*** Opening of Exercise inputs ***

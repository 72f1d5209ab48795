//! 检索工具：本地文档搜索与离线 web_search
//!
//! - `search_local_docs`：在配置的文档目录下遍历 `*.md`，大小写不敏感子串匹配，
//!   每个命中文件取前 3 行匹配行用 ` | ` 拼成 snippet。
//! - `web_search`：内置固定结果表，供离线运行；未知查询回落到 `mcp` 的结果。

use std::path::{Path, PathBuf};
use std::sync::Arc;

use async_trait::async_trait;
use regex::RegexBuilder;
use serde_json::{json, Value};
use walkdir::WalkDir;

use crate::core::Clock;
use crate::tools::rate_limit::RateLimiter;
use crate::tools::{Tool, ToolError};

fn query_args(args: &Value, default_k: u64) -> (String, usize) {
    let query = args
        .get("query")
        .and_then(Value::as_str)
        .unwrap_or("")
        .trim()
        .to_string();
    let top_k = args.get("top_k").and_then(Value::as_u64).unwrap_or(default_k) as usize;
    (query, top_k)
}

/// 本地文档搜索
pub struct LocalDocsTool {
    /// 相对路径以此为基准输出
    root: PathBuf,
    search_dirs: Vec<PathBuf>,
    limiter: RateLimiter,
}

impl LocalDocsTool {
    pub fn new(
        root: impl AsRef<Path>,
        search_dirs: Vec<PathBuf>,
        per_minute: u32,
        clock: Arc<dyn Clock>,
    ) -> Self {
        Self {
            root: root.as_ref().to_path_buf(),
            search_dirs,
            limiter: RateLimiter::new("search_local_docs", per_minute, clock),
        }
    }

    fn collect_files(&self) -> Vec<PathBuf> {
        let mut files = Vec::new();
        for dir in &self.search_dirs {
            let base = if dir.is_absolute() {
                dir.clone()
            } else {
                self.root.join(dir)
            };
            if !base.exists() {
                continue;
            }
            let mut found: Vec<PathBuf> = WalkDir::new(&base)
                .into_iter()
                .filter_map(|e| e.ok())
                .filter(|e| e.file_type().is_file())
                .map(|e| e.into_path())
                .filter(|p| p.extension().and_then(|x| x.to_str()) == Some("md"))
                .collect();
            found.sort();
            files.extend(found);
        }
        files
    }
}

#[async_trait]
impl Tool for LocalDocsTool {
    fn name(&self) -> &str {
        "search_local_docs"
    }

    fn description(&self) -> &str {
        "Search local markdown docs. Args: {\"query\": \"text\", \"top_k\": 5}"
    }

    fn parameters_schema(&self) -> Value {
        json!({
            "type": "object",
            "properties": {
                "query": {"type": "string"},
                "top_k": {"type": "integer", "default": 5}
            },
            "required": ["query"]
        })
    }

    async fn execute(&self, args: Value) -> Result<Value, ToolError> {
        self.limiter.acquire()?;
        let (query, top_k) = query_args(&args, 5);
        if query.is_empty() {
            return Ok(json!({ "hits": [] }));
        }
        let rx = RegexBuilder::new(&regex::escape(&query))
            .case_insensitive(true)
            .build()
            .map_err(|e| ToolError::InvalidArgs(e.to_string()))?;

        let mut hits = Vec::new();
        for file in self.collect_files() {
            if hits.len() >= top_k {
                break;
            }
            let Ok(bytes) = std::fs::read(&file) else {
                continue;
            };
            let text = String::from_utf8_lossy(&bytes);
            let lines: Vec<&str> = text.lines().filter(|l| rx.is_match(l)).take(3).collect();
            if lines.is_empty() {
                continue;
            }
            let rel = file
                .strip_prefix(&self.root)
                .unwrap_or(&file)
                .to_string_lossy()
                .replace('\\', "/");
            hits.push(json!({ "path": rel, "snippet": lines.join(" | ") }));
        }
        tracing::info!(query = %query, hits = hits.len(), "search_local_docs execute");
        Ok(json!({ "hits": hits }))
    }
}

/// 离线 web_search：固定结果表
pub struct WebSearchTool {
    limiter: RateLimiter,
}

impl WebSearchTool {
    pub fn new(per_minute: u32, clock: Arc<dyn Clock>) -> Self {
        Self {
            limiter: RateLimiter::new("web_search", per_minute, clock),
        }
    }

    fn stub_hits(_query: &str) -> Vec<Value> {
        // 目前只有一组结果，其余查询都回落到这里
        vec![
            json!({
                "title": "Model Context Protocol (spec)",
                "url": "https://github.com/modelcontextprotocol/spec",
                "snippet": "MCP standardizes how AI agents and tools communicate."
            }),
            json!({
                "title": "Intro to MCP",
                "url": "https://openai.com/index/model-context-protocol/",
                "snippet": "Overview and motivation for MCP as a tool interface."
            }),
            json!({
                "title": "Why MCP matters",
                "url": "https://example.com/mcp-overview",
                "snippet": "Portability, safety, orchestration benefits."
            }),
        ]
    }
}

#[async_trait]
impl Tool for WebSearchTool {
    fn name(&self) -> &str {
        "web_search"
    }

    fn description(&self) -> &str {
        "Web search (offline results). Args: {\"query\": \"text\", \"top_k\": 3}"
    }

    fn parameters_schema(&self) -> Value {
        json!({
            "type": "object",
            "properties": {
                "query": {"type": "string"},
                "top_k": {"type": "integer", "default": 3}
            },
            "required": ["query"]
        })
    }

    async fn execute(&self, args: Value) -> Result<Value, ToolError> {
        self.limiter.acquire()?;
        let (query, top_k) = query_args(&args, 3);
        if query.is_empty() {
            return Ok(json!({ "hits": [] }));
        }
        let hits: Vec<Value> = Self::stub_hits(&query.to_lowercase())
            .into_iter()
            .take(top_k)
            .collect();
        Ok(json!({ "hits": hits }))
    }
}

*** Close of Exercise inputs ***

● The task:
Return the data in full, exactly as it appears above.

● Solution to this task:
repository 72f1d5209ab48795
//! 检索工具：本地文档搜索与离线 web_search
//!
//! - `search_local_docs`：在配置的文档目录下遍历 `*.md`，大小写不敏感子串匹配，
//!   每个命中文件取前 3 行匹配行用 ` | ` 拼成 snippet。
//! - `web_search`：内置固定结果表，供离线运行；未知查询回落到 `mcp` 的结果。

use std::path::{Path, PathBuf};
use std::sync::Arc;

use async_trait::async_trait;
use regex::RegexBuilder;
use serde_json::{json, Value};
use walkdir::WalkDir;

use crate::core::Clock;
use crate::tools::rate_limit::RateLimiter;
use crate::tools::{Tool, ToolError};

fn query_args(args: &Value, default_k: u64) -> (String, usize) {
    let query = args
        .get("query")
        .and_then(Value::as_str)
        .unwrap_or("")
        .trim()
        .to_string();
    let top_k = args.get("top_k").and_then(Value::as_u64).unwrap_or(default_k) as usize;
    (query, top_k)
}

/// 本地文档搜索
pub struct LocalDocsTool {
    /// 相对路径以此为基准输出
    root: PathBuf,
    search_dirs: Vec<PathBuf>,
    limiter: RateLimiter,
}

impl LocalDocsTool {
    pub fn new(
        root: impl AsRef<Path>,
        search_dirs: Vec<PathBuf>,
        per_minute: u32,
        clock: Arc<dyn Clock>,
    ) -> Self {
        Self {
            root: root.as_ref().to_path_buf(),
            search_dirs,
            limiter: RateLimiter::new("search_local_docs", per_minute, clock),
        }
    }

    fn collect_files(&self) -> Vec<PathBuf> {
        let mut files = Vec::new();
        for dir in &self.search_dirs {
            let base = if dir.is_absolute() {
                dir.clone()
            } else {
                self.root.join(dir)
            };
            if !base.exists() {
                continue;
            }
            let mut found: Vec<PathBuf> = WalkDir::new(&base)
                .into_iter()
                .filter_map(|e| e.ok())
                .filter(|e| e.file_type().is_file())
                .map(|e| e.into_path())
                .filter(|p| p.extension().and_then(|x| x.to_str()) == Some("md"))
                .collect();
            found.sort();
            files.extend(found);
        }
        files
    }
}

#[async_trait]
impl Tool for LocalDocsTool {
    fn name(&self) -> &str {
        "search_local_docs"
    }

    fn description(&self) -> &str {
        "Search local markdown docs. Args: {\"query\": \"text\", \"top_k\": 5}"
    }

    fn parameters_schema(&self) -> Value {
        json!({
            "type": "object",
            "properties": {
                "query": {"type": "string"},
                "top_k": {"type": "integer", "default": 5}
            },
            "required": ["query"]
        })
    }

    async fn execute(&self, args: Value) -> Result<Value, ToolError> {
        self.limiter.acquire()?;
        let (query, top_k) = query_args(&args, 5);
        if query.is_empty() {
            return Ok(json!({ "hits": [] }));
        }
        let rx = RegexBuilder::new(&regex::escape(&query))
            .case_insensitive(true)
            .build()
            .map_err(|e| ToolError::InvalidArgs(e.to_string()))?;

        let mut hits = Vec::new();
        for file in self.collect_files() {
            if hits.len() >= top_k {
                break;
            }
            let Ok(bytes) = std::fs::read(&file) else {
                continue;
            };
            let text = String::from_utf8_lossy(&bytes);
            let lines: Vec<&str> = text.lines().filter(|l| rx.is_match(l)).take(3).collect();
            if lines.is_empty() {
                continue;
            }
            let rel = file
                .strip_prefix(&self.root)
                .unwrap_or(&file)
                .to_string_lossy()
                .replace('\\', "/");
            hits.push(json!({ "path": rel, "snippet": lines.join(" | ") }));
        }
        tracing::info!(query = %query, hits = hits.len(), "search_local_docs execute");
        Ok(json!({ "hits": hits }))
    }
}

/// 离线 web_search：固定结果表
pub struct WebSearchTool {
    limiter: RateLimiter,
}

impl WebSearchTool {
    pub fn new(per_minute: u32, clock: Arc<dyn Clock>) -> Self {
        Self {
            limiter: RateLimiter::new("web_search", per_minute, clock),
        }
    }

    fn stub_hits(_query: &str) -> Vec<Value> {
        // 目前只有一组结果，其余查询都回落到这里
        vec![
            json!({
                "title": "Model Context Protocol (spec)",
                "url": "https://github.com/modelcontextprotocol/spec",
                "snippet": "MCP standardizes how AI agents and tools communicate."
            }),
            json!({
                "title": "Intro to MCP",
                "url": "https://openai.com/index/model-context-protocol/",
                "snippet": "Overview and motivation for MCP as a tool interface."
            }),
            json!({
                "title": "Why MCP matters",
                "url": "https://example.com/mcp-overview",
                "snippet": "Portability, safety, orchestration benefits."
            }),
        ]
    }
}

#[async_trait]
impl Tool for WebSearchTool {
    fn name(&self) -> &str {
        "web_search"
    }

    fn description(&self) -> &str {
        "Web search (offline results). Args: {\"query\": \"text\", \"top_k\": 3}"
    }

    fn parameters_schema(&self) -> Value {
        json!({
            "type": "object",
            "properties": {
                "query": {"type": "string"},
                "top_k": {"type": "integer", "default": 3}
            },
            "required": ["query"]
        })
    }

    async fn execute(&self, args: Value) -> Result<Value, ToolError> {
        self.limiter.acquire()?;
        let (query, top_k) = query_args(&args, 3);
        if query.is_empty() {
            return Ok(json!({ "hits": [] }));
        }
        let hits: Vec<Value> = Self::stub_hits(&query.to_lowercase())
            .into_iter()
            .take(top_k)
            .collect();
        Ok(json!({ "hits": hits }))
    }
}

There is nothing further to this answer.